Sulfate metabolism in human chondrocyte cultures

Abstract

The depletion of articular cartilage in the afflicted joints is a primary clinical feature of osteoarthritis. This disorder has been linked to a disturbance in the metabolism of the extracellular matrix components of this tissue. The mechanisms involved in the regulation of sulfated proteoglycan metabolism in articular cartilage were therefore studied by measuring the biosynthesis and distribution of (35)S-labeled glycosaminoglycans in chondrocyte cultures derived from normal and osteoarthritic tissue. Incorporation experiments were carried out at pH 7.0 with [(35)S]Na(2)SO(4) in the presence of fetal calf serum, human serum from normal or arthritic individuals, or a combination of these. In the presence of heat-inactivated human sera, osteoarthritic chondrocytes incorporate about two times as much of the available sulfate into macromolecules as do normal chondrocytes. The deposition of newly synthesized sulfated macromolecules into the cell layer by these cells is lower, however, than that by normal cells. In cultures of normal human chondrocytes, noninactivated sera from individuals with osteoarthritis stimulate proteoglycan biosynthesis more than equal concentrations of normal sera.

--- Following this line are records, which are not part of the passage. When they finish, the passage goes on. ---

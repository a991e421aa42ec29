//! Pitwall Edge - in-vehicle stream agent
//!
//! Supervises the encoder, listens for cloud commands over WebSocket, and
//! reports heartbeats and auto-quality requests back over HTTP.
//!
//! ## Usage
//!
//! ```bash
//! export PITWALL_CLOUD_URL=https://pitwall.example.com
//! export PITWALL_TRUCK_TOKEN=s3cret
//! export PITWALL_CAMERAS="main=/dev/video0,chase=/dev/video2"
//! export PITWALL_RTMP_URL=rtmp://a.rtmp.youtube.com/live2
//! export PITWALL_STREAM_KEY=xxxx-xxxx-xxxx-xxxx
//! pitwall-edge
//!
//! # Fixed quality, no auto downshift
//! PITWALL_AUTO_QUALITY=0 PITWALL_PROFILE=480p pitwall-edge
//! ```

use std::collections::HashMap;
use std::path::PathBuf;
use std::sync::Arc;
use std::time::Duration;

use anyhow::{bail, Context, Result};
use tokio::sync::mpsc;
use tokio_util::sync::CancellationToken;
use tokio_util::task::TaskTracker;
use tracing::{info, warn};

use pitwall::edge::{
    AgentConfig, CloudClient, CommandListener, EdgeAgent, EncoderSpec, Supervisor,
    SupervisorPolicy,
};
use pitwall::{CameraSlot, QualityProfile, RedactedString};

/// Edge configuration from environment
struct Config {
    cloud_url: String,
    truck_token: RedactedString,
    encoder: EncoderSpec,
    profile: QualityProfile,
    auto_quality: bool,
    status_file: Option<PathBuf>,
    youtube_url: Option<String>,
}

impl Config {
    fn from_env() -> Result<Self> {
        let cloud_url = std::env::var("PITWALL_CLOUD_URL")
            .context("PITWALL_CLOUD_URL environment variable not set")?;
        let truck_token = std::env::var("PITWALL_TRUCK_TOKEN")
            .map(RedactedString::from)
            .context("PITWALL_TRUCK_TOKEN environment variable not set")?;

        let inputs = parse_cameras(&std::env::var("PITWALL_CAMERAS").unwrap_or_default())?;
        let rtmp_url = std::env::var("PITWALL_RTMP_URL")
            .unwrap_or_else(|_| "rtmp://a.rtmp.youtube.com/live2".to_string());
        let stream_key = RedactedString::from(std::env::var("PITWALL_STREAM_KEY").unwrap_or_default());

        let mut encoder = EncoderSpec::ffmpeg(rtmp_url, stream_key, inputs);
        if let Ok(program) = std::env::var("PITWALL_ENCODER") {
            encoder.program = program;
        }
        if let Ok(signature) = std::env::var("PITWALL_ORPHAN_SIGNATURE") {
            encoder.orphan_signature = Some(signature).filter(|s| !s.trim().is_empty());
        }

        let profile = match std::env::var("PITWALL_PROFILE") {
            Ok(p) => p.parse().context("Invalid PITWALL_PROFILE")?,
            Err(_) => QualityProfile::default(),
        };

        // Auto quality on by default, disable with PITWALL_AUTO_QUALITY=0
        let auto_quality = std::env::var("PITWALL_AUTO_QUALITY")
            .map(|v| v != "0" && v.to_lowercase() != "false")
            .unwrap_or(true);

        let status_file = std::env::var("PITWALL_STATUS_FILE").map(PathBuf::from).ok();
        let youtube_url = std::env::var("PITWALL_YOUTUBE_URL").ok();

        Ok(Self {
            cloud_url,
            truck_token,
            encoder,
            profile,
            auto_quality,
            status_file,
            youtube_url,
        })
    }
}

/// `main=/dev/video0,chase=rtsp://10.0.0.5/stream`
fn parse_cameras(spec: &str) -> Result<HashMap<CameraSlot, String>> {
    let mut inputs = HashMap::new();
    for entry in spec.split(',').map(str::trim).filter(|e| !e.is_empty()) {
        let Some((name, input)) = entry.split_once('=') else {
            bail!("Invalid camera entry '{}' (expected slot=input)", entry);
        };
        let slot: CameraSlot = name.trim().parse()?;
        inputs.insert(slot, input.trim().to_string());
    }
    Ok(inputs)
}

#[tokio::main]
async fn main() -> Result<()> {
    init_logging()?;

    let config = Config::from_env()?;

    info!("Pitwall edge starting");
    info!("  Cloud: {}", config.cloud_url);
    info!("  Cameras: {:?}", config.encoder.cameras());
    info!("  Encoder: {}", config.encoder.program);
    info!("  Profile: {}", config.profile);
    info!("  Auto quality: {}", config.auto_quality);
    if let Some(ref path) = config.status_file {
        info!("  Status file: {:?}", path);
    }
    if config.encoder.cameras().is_empty() {
        warn!("  No cameras configured (set PITWALL_CAMERAS)");
    }
    if !config.encoder.output_configured() {
        warn!("  Stream key not configured (set PITWALL_STREAM_KEY)");
    }

    let cancel = CancellationToken::new();
    let tracker = TaskTracker::new();

    let cameras = config.encoder.cameras();
    let output_configured = config.encoder.output_configured();
    let (supervisor, handle) = Supervisor::new(
        SupervisorPolicy::default(),
        config.encoder,
        config.profile,
        config.status_file,
    );
    tracker.spawn(supervisor.run(cancel.clone()));

    let cloud = Arc::new(CloudClient::new(&config.cloud_url, config.truck_token.clone())?);
    let agent = Arc::new(
        EdgeAgent::new(
            handle,
            cloud,
            cameras,
            output_configured,
            AgentConfig {
                auto_quality: config.auto_quality,
                ..Default::default()
            },
        )
        .with_youtube_url(config.youtube_url),
    );

    let (command_tx, command_rx) = mpsc::channel(32);
    let listener = CommandListener::new(&config.cloud_url, config.truck_token, command_tx);
    tracker.spawn(listener.run(cancel.clone()));
    tracker.spawn(agent.run(command_rx, cancel.clone()));

    tracker.close();

    if let Err(e) = tokio::signal::ctrl_c().await {
        warn!("Failed to wait for shutdown signal: {}", e);
    }
    info!("Received shutdown signal");
    cancel.cancel();

    if tokio::time::timeout(Duration::from_secs(10), tracker.wait()).await.is_err() {
        warn!("Shutdown timed out after 10s");
    }
    Ok(())
}

fn init_logging() -> Result<()> {
    tracing_subscriber::fmt()
        .with_env_filter(
            tracing_subscriber::EnvFilter::from_default_env().add_directive("pitwall=info".parse()?),
        )
        .init();
    Ok(())
}
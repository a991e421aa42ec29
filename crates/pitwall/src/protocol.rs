//! Protocol constants for Pitwall

use std::time::{SystemTime, UNIX_EPOCH};

/// How long a requester waits for an edge ACK before giving up (15s).
pub const COMMAND_TIMEOUT_MS: u64 = 15_000;

/// Heartbeat age at which an edge is considered disconnected (30s).
pub const HEARTBEAT_STALE_MS: u64 = 30_000;

/// Lifetime of a CommandRecord in the command store (60s).
pub const COMMAND_RECORD_TTL_MS: u64 = 60_000;

/// How often the edge posts a heartbeat (5s).
pub const HEARTBEAT_INTERVAL_MS: u64 = 5_000;

/// Header carrying the truck device token on edge → cloud calls.
pub const TRUCK_TOKEN_HEADER: &str = "x-truck-token";

/// Push event names (outbound, keyed by vehicle).
pub const EVENT_CAMERA_SWITCH: &str = "camera_switch";
pub const EVENT_FEATURED_VEHICLE: &str = "featured_vehicle";
pub const EVENT_STREAM_STATE_CHANGE: &str = "stream_state_change";
pub const EVENT_EDGE_COMMAND: &str = "edge_command";

/// Capacity of per-vehicle push feeds and the event bus.
pub const PUSH_BUFFER_CAPACITY: usize = 64;

/// Wall-clock milliseconds since the Unix epoch.
pub fn now_ms() -> u64 {
    SystemTime::now()
        .duration_since(UNIX_EPOCH)
        .map(|d| d.as_millis() as u64)
        .unwrap_or(0)
}
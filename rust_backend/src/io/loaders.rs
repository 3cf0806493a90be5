use anyhow::{Context, Result};
use flate2::read::GzDecoder;
use polars::prelude::*;
use std::io::{Cursor, Read};
use std::path::Path;

/// Represents how an input file is stored on disk
#[derive(Debug, Clone, Copy, PartialEq, Eq)]
pub enum InputEncoding {
    Plain,
    Gzip,
}

impl InputEncoding {
    pub fn detect(path: &Path) -> Self {
        match path.extension().and_then(|ext| ext.to_str()) {
            Some(ext) if ext.eq_ignore_ascii_case("gz") => InputEncoding::Gzip,
            _ => InputEncoding::Plain,
        }
    }
}

/// Read an input file fully into memory, gunzipping `.gz` files
pub fn read_bytes(path: &Path) -> Result<Vec<u8>> {
    let raw = std::fs::read(path)
        .with_context(|| format!("Failed to read input file: {}", path.display()))?;

    match InputEncoding::detect(path) {
        InputEncoding::Plain => Ok(raw),
        InputEncoding::Gzip => {
            let mut decoded = Vec::with_capacity(raw.len() * 4);
            GzDecoder::new(raw.as_slice())
                .read_to_end(&mut decoded)
                .with_context(|| format!("Failed to decompress {}", path.display()))?;
            Ok(decoded)
        }
    }
}

/// Read a UTF-8 text input
pub fn read_text(path: &Path) -> Result<String> {
    let bytes = read_bytes(path)?;
    String::from_utf8(bytes).with_context(|| format!("{} is not valid UTF-8", path.display()))
}

/// Read a CSV input with a header row into a DataFrame
pub fn read_csv(path: &Path) -> Result<DataFrame> {
    let bytes = read_bytes(path)?;
    parse_csv_bytes(bytes).with_context(|| format!("Failed to parse CSV: {}", path.display()))
}

/// Parse in-memory CSV bytes. The whole file is scanned for type inference so
/// that a late non-numeric value cannot break a column inferred from the head.
pub fn parse_csv_bytes(bytes: Vec<u8>) -> PolarsResult<DataFrame> {
    CsvReadOptions::default()
        .with_has_header(true)
        .with_infer_schema_length(None)
        .into_reader_with_file_handle(Cursor::new(bytes))
        .finish()
}

/// File name used in error messages and logs
pub fn source_name(path: &Path) -> String {
    path.file_name()
        .map(|name| name.to_string_lossy().into_owned())
        .unwrap_or_else(|| path.display().to_string())
}

#[cfg(test)]
mod tests {
    use super::*;

    #[test]
    fn test_detect_encoding() {
        assert_eq!(
            InputEncoding::detect(Path::new("data/bound_20.dat.gz")),
            InputEncoding::Gzip
        );
        assert_eq!(
            InputEncoding::detect(Path::new("data/messier_ngc.csv")),
            InputEncoding::Plain
        );
        assert_eq!(InputEncoding::detect(Path::new("README")), InputEncoding::Plain);
    }

    #[test]
    fn test_source_name_is_file_name() {
        assert_eq!(source_name(Path::new("data/india/constellationship.fab")), "constellationship.fab");
    }

    #[test]
    fn test_parse_csv_bytes_keeps_late_strings() {
        let mut csv = String::from("id,value\n");
        for i in 0..200 {
            csv.push_str(&format!("{},{}\n", i, i));
        }
        csv.push_str("200,n/a\n");

        let df = parse_csv_bytes(csv.into_bytes()).unwrap();
        assert_eq!(df.height(), 201);
        assert_eq!(df.column("value").unwrap().dtype(), &DataType::String);
    }
}
//! File input and output for the pipelines.
//!
//! Inputs are read fully into memory (gunzipping `.gz` paths); tables are
//! written as UTF-8 CSV through a temporary file so a failed run leaves no
//! partial output.
//!
//! # Example
//!
//! ```no_run
//! use skychart_etl::io::loaders::read_csv;
//! use std::path::Path;
//!
//! let df = read_csv(Path::new("data/messier_ngc.csv")).expect("Failed to load");
//! println!("Loaded {} objects", df.height());
//! ```

pub mod checksum;
pub mod columns;
pub mod loaders;
pub mod writers;


pub use loaders::{read_bytes, read_csv, read_text, source_name};
pub use writers::{format_list, write_csv, OutputArtifact};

The fraction of the newly synthesized material deposited into the cell layer was found to decrease with increasing serum concentrations. In the absence of serum, a 5- to 10-fold increase in deposited sulfated macromolecules was found. The distribution within the cell layer between intra- and extracellular sites also was monitored by serum factors. Heat inactivation of the human serum component of the medium resulted in a 50% decrease in intracellular retention. These data suggest that biosynthesis of sulfated proteoglycans and their retention in the matrix are modulated by cell and serum factors. Despite and increased uptake of radioactively labeled inorganic sulfate by osteoarthritic chondrocytes in cell culture, a lower rate of deposition into the cell layer resulted in less matrix formation. This may be representative of the process leading to cartilage degradation in degenerative joint disease in vivo.